WHAT TO PRODUCE: Given the listing below, write out exactly the lines starting with the line that has "are never mutated." and going on through the line that has "the snapshot returned", both kept.
** Opening TASK DATA block **
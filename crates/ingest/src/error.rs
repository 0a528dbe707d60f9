use thiserror::Error;

#[derive(Error, Debug)]
pub enum IngestError {
    #[error("Failed to read input: {0}")]
    Io(#[from] std::io::Error),

    #[error("Malformed CSV: {0}")]
    Csv(#[from] csv::Error),

    #[error("Malformed JSON: {0}")]
    Json(#[from] serde_json::Error),

    #[error("Row {row}: field '{field}' has unparsable value '{value}'")]
    InvalidField {
        row: usize,
        field: &'static str,
        value: String,
    },

    #[error("Expected a JSON array of row objects")]
    NotAnArray,
}
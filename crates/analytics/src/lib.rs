//! # Content Analytics Engine
//!
//! This crate turns a collection of content performance records into grouped
//! averages, rankings, trend signals and recommendations.
//!
//! ## Architectural Principles
//!
//! - **Pure logic:** It depends only on `core-types`. Loading records and
//!   rendering reports belong to the caller.
//! - **Stateless Calculation:** The `AnalyticsEngine` takes a slice of
//!   `ContentItem`s and produces a fresh `PerformanceReport` on every call.
//!   Caller-owned collections are never mutated.
//!
//! ## Public API
//!
//! - `AnalyticsEngine`: grouping, ranking, trend detection and recommendations.
//! - `PerformanceReport`: the snapshot returned by `AnalyticsEngine::analyze`.
//! - `Trend` / `Recommendation`: typed statements with a `Display` rendering.
//! - `AnalyticsError`: the specific error types that can be returned from this crate.

// Declare the modules that constitute this crate.
pub mod benchmark;
pub mod engine;
pub mod error;
pub mod insights;
pub mod report;

// Re-export the key components to create a clean, public-facing API.
pub use benchmark::{Benchmark, BenchmarkStatus};
pub use engine::AnalyticsEngine;
pub use error::AnalyticsError;
pub use insights::{Recommendation, Trend};
pub use report::{ContentTypeStats, GroupStats, PerformanceReport};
** Closing TASK DATA block **
RESPONSE AREA:
//!   Caller-owned collections are never mutated.
//!
//! ## Public API
//!
//! - `AnalyticsEngine`: grouping, ranking, trend detection and recommendations.
//! - `PerformanceReport`: the snapshot returned by `AnalyticsEngine::analyze`.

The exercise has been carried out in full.